*** GIVEN INFORMATION ***
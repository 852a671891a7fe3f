//! Status log: every info-and-above record is appended to a plain text file with a local
//! timestamp, in addition to whatever the wrapped logger does with it. `!logs` reads the tail.

use std::fs::{File, OpenOptions};
use std::io::Write;
use std::path::{Path, PathBuf};
use std::sync::Mutex;

use log::{Level, LevelFilter, Log, Metadata, Record};

/// Format one status-log line (no trailing newline).
pub fn format_status_line(now: chrono::DateTime<chrono::Local>, message: &str) -> String {
    format!("[{}] {}", now.format("%Y-%m-%d %H:%M:%S"), message)
}

/// Last `n` lines of `data`, trimmed as a whole before splitting, in original order.
pub fn tail_text(data: &str, n: usize) -> String {
    let lines: Vec<&str> = data.trim().split('\n').collect();
    let start = lines.len().saturating_sub(n);
    lines[start..].join("\n")
}

/// Read the status log and return its tail.
pub async fn read_tail(path: &Path, n: usize) -> std::io::Result<String> {
    let data = tokio::fs::read_to_string(path).await?;
    Ok(tail_text(&data, n))
}

/// Logger that forwards to `inner` and mirrors info-and-above records into the status log.
pub struct StatusLogger<L> {
    inner: L,
    path: PathBuf,
    file: Mutex<File>,
}

impl<L: Log> StatusLogger<L> {
    /// Open (creating parent directories) the status log for appending.
    pub fn open(inner: L, path: impl Into<PathBuf>) -> std::io::Result<Self> {
        let path = path.into();
        if let Some(parent) = path.parent().filter(|p| !p.as_os_str().is_empty()) {
            std::fs::create_dir_all(parent)?;
        }
        let file = OpenOptions::new().create(true).append(true).open(&path)?;
        Ok(Self {
            inner,
            path,
            file: Mutex::new(file),
        })
    }

    pub fn path(&self) -> &Path {
        &self.path
    }

    fn append(&self, message: &str) {
        let line = format_status_line(chrono::Local::now(), message);
        if let Ok(mut f) = self.file.lock() {
            let _ = writeln!(f, "{}", line);
        }
    }
}

impl<L: Log> Log for StatusLogger<L> {
    fn enabled(&self, metadata: &Metadata) -> bool {
        metadata.level() <= Level::Info || self.inner.enabled(metadata)
    }

    fn log(&self, record: &Record) {
        if self.inner.enabled(record.metadata()) {
            self.inner.log(record);
        }
        if record.level() <= Level::Info {
            self.append(&record.args().to_string());
        }
    }

    fn flush(&self) {
        self.inner.flush();
        if let Ok(mut f) = self.file.lock() {
            let _ = f.flush();
        }
    }
}

/// Install `logger` globally. The effective max level is at least Info so the status log is
/// always written, even when the wrapped logger filters more strictly.
pub fn install<L: Log + 'static>(
    logger: StatusLogger<L>,
    inner_max: LevelFilter,
) -> Result<(), log::SetLoggerError> {
    log::set_boxed_logger(Box::new(logger))?;
    log::set_max_level(inner_max.max(LevelFilter::Info));
    Ok(())
}
use anyhow::Context;
use clap::Parser;

mod options {
    use chare::pipeline::{DEFAULT_CHARE_PATH, DEFAULT_GENERAL_PATH, DEFAULT_OUTPUT_PATH};
    use std::path::PathBuf;

    #[derive(Debug, clap::Parser)]
    #[clap(
        name = "chare",
        about = "Merge the cultural interests survey with the general survey and add the art scores of each participant"
    )]
    pub struct Args {
        /// The spreadsheet with the cultural interests answers, read from its first sheet.
        #[clap(long, short = 'c', default_value = DEFAULT_CHARE_PATH)]
        pub chare: PathBuf,
        /// The spreadsheet with the general survey, read from its first sheet.
        #[clap(long, short = 'g', default_value = DEFAULT_GENERAL_PATH)]
        pub general: PathBuf,
        /// The spreadsheet to write the merged table to. Its extension decides between xlsx and csv.
        #[clap(long, short = 'o', default_value = DEFAULT_OUTPUT_PATH)]
        pub output: PathBuf,
    }
}

fn main() -> anyhow::Result<()> {
    env_logger::Builder::from_env(env_logger::Env::default().default_filter_or("info")).init();
    let args = options::Args::parse();
    let paths = chare::pipeline::Paths {
        chare: args.chare,
        general: args.general,
        output: args.output,
    };
    chare::run(&paths, Default::default()).with_context(|| {
        format!(
            "Could not merge '{}' and '{}' into '{}'",
            paths.chare.display(),
            paths.general.display(),
            paths.output.display()
        )
    })?;
    Ok(())
}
*** End of GIVEN INFORMATION ***
▶ [WORK INSTRUCTION] Please give the listing above one more time, exactly as it reads.

▶ [RESPONSE]
repository 852a671891a7fe3f
//! Status log: every info-and-above record is appended to a plain text file with a local
//! timestamp, in addition to whatever the wrapped logger does with it. `!logs` reads the tail.

use std::fs::{File, OpenOptions};
use std::io::Write;
use std::path::{Path, PathBuf};
use std::sync::Mutex;

use log::{Level, LevelFilter, Log, Metadata, Record};

/// Format one status-log line (no trailing newline).
pub fn format_status_line(now: chrono::DateTime<chrono::Local>, message: &str) -> String {
    format!("[{}] {}", now.format("%Y-%m-%d %H:%M:%S"), message)
}

/// Last `n` lines of `data`, trimmed as a whole before splitting, in original order.
pub fn tail_text(data: &str, n: usize) -> String {
    let lines: Vec<&str> = data.trim().split('\n').collect();
    let start = lines.len().saturating_sub(n);
    lines[start..].join("\n")
}

/// Read the status log and return its tail.
pub async fn read_tail(path: &Path, n: usize) -> std::io::Result<String> {
    let data = tokio::fs::read_to_string(path).await?;
    Ok(tail_text(&data, n))
}

/// Logger that forwards to `inner` and mirrors info-and-above records into the status log.
pub struct StatusLogger<L> {
    inner: L,
    path: PathBuf,
    file: Mutex<File>,
}

impl<L: Log> StatusLogger<L> {
    /// Open (creating parent directories) the status log for appending.
    pub fn open(inner: L, path: impl Into<PathBuf>) -> std::io::Result<Self> {
        let path = path.into();
        if let Some(parent) = path.parent().filter(|p| !p.as_os_str().is_empty()) {
            std::fs::create_dir_all(parent)?;
        }
        let file = OpenOptions::new().create(true).append(true).open(&path)?;
        Ok(Self {
            inner,
            path,
            file: Mutex::new(file),
        })
    }

    pub fn path(&self) -> &Path {
        &self.path
    }

    fn append(&self, message: &str) {
        let line = format_status_line(chrono::Local::now(), message);
        if let Ok(mut f) = self.file.lock() {
            let _ = writeln!(f, "{}", line);
        }
    }
}

impl<L: Log> Log for StatusLogger<L> {
    fn enabled(&self, metadata: &Metadata) -> bool {
        metadata.level() <= Level::Info || self.inner.enabled(metadata)
    }

    fn log(&self, record: &Record) {
        if self.inner.enabled(record.metadata()) {
            self.inner.log(record);
        }
        if record.level() <= Level::Info {
            self.append(&record.args().to_string());
        }
    }

    fn flush(&self) {
        self.inner.flush();
        if let Ok(mut f) = self.file.lock() {
            let _ = f.flush();
        }
    }
}

/// Install `logger` globally. The effective max level is at least Info so the status log is
/// always written, even when the wrapped logger filters more strictly.
pub fn install<L: Log + 'static>(
    logger: StatusLogger<L>,
    inner_max: LevelFilter,
) -> Result<(), log::SetLoggerError> {
    log::set_boxed_logger(Box::new(logger))?;
    log::set_max_level(inner_max.max(LevelFilter::Info));
    Ok(())
}
use anyhow::Context;
use clap::Parser;

mod options {
    use chare::pipeline::{DEFAULT_CHARE_PATH, DEFAULT_GENERAL_PATH, DEFAULT_OUTPUT_PATH};
    use std::path::PathBuf;

    #[derive(Debug, clap::Parser)]
    #[clap(
        name = "chare",
        about = "Merge the cultural interests survey with the general survey and add the art scores of each participant"
    )]
    pub struct Args {
        /// The spreadsheet with the cultural interests answers, read from its first sheet.
        #[clap(long, short = 'c', default_value = DEFAULT_CHARE_PATH)]
        pub chare: PathBuf,
        /// The spreadsheet with the general survey, read from its first sheet.
        #[clap(long, short = 'g', default_value = DEFAULT_GENERAL_PATH)]
        pub general: PathBuf,
        /// The spreadsheet to write the merged table to. Its extension decides between xlsx and csv.
        #[clap(long, short = 'o', default_value = DEFAULT_OUTPUT_PATH)]
        pub output: PathBuf,
    }
}

fn main() -> anyhow::Result<()> {
    env_logger::Builder::from_env(env_logger::Env::default().default_filter_or("info")).init();
    let args = options::Args::parse();
    let paths = chare::pipeline::Paths {
        chare: args.chare,
        general: args.general,
        output: args.output,
    };
    chare::run(&paths, Default::default()).with_context(|| {
        format!(
            "Could not merge '{}' and '{}' into '{}'",
            paths.chare.display(),
            paths.general.display(),
            paths.output.display()
        )
    })?;
    Ok(())
}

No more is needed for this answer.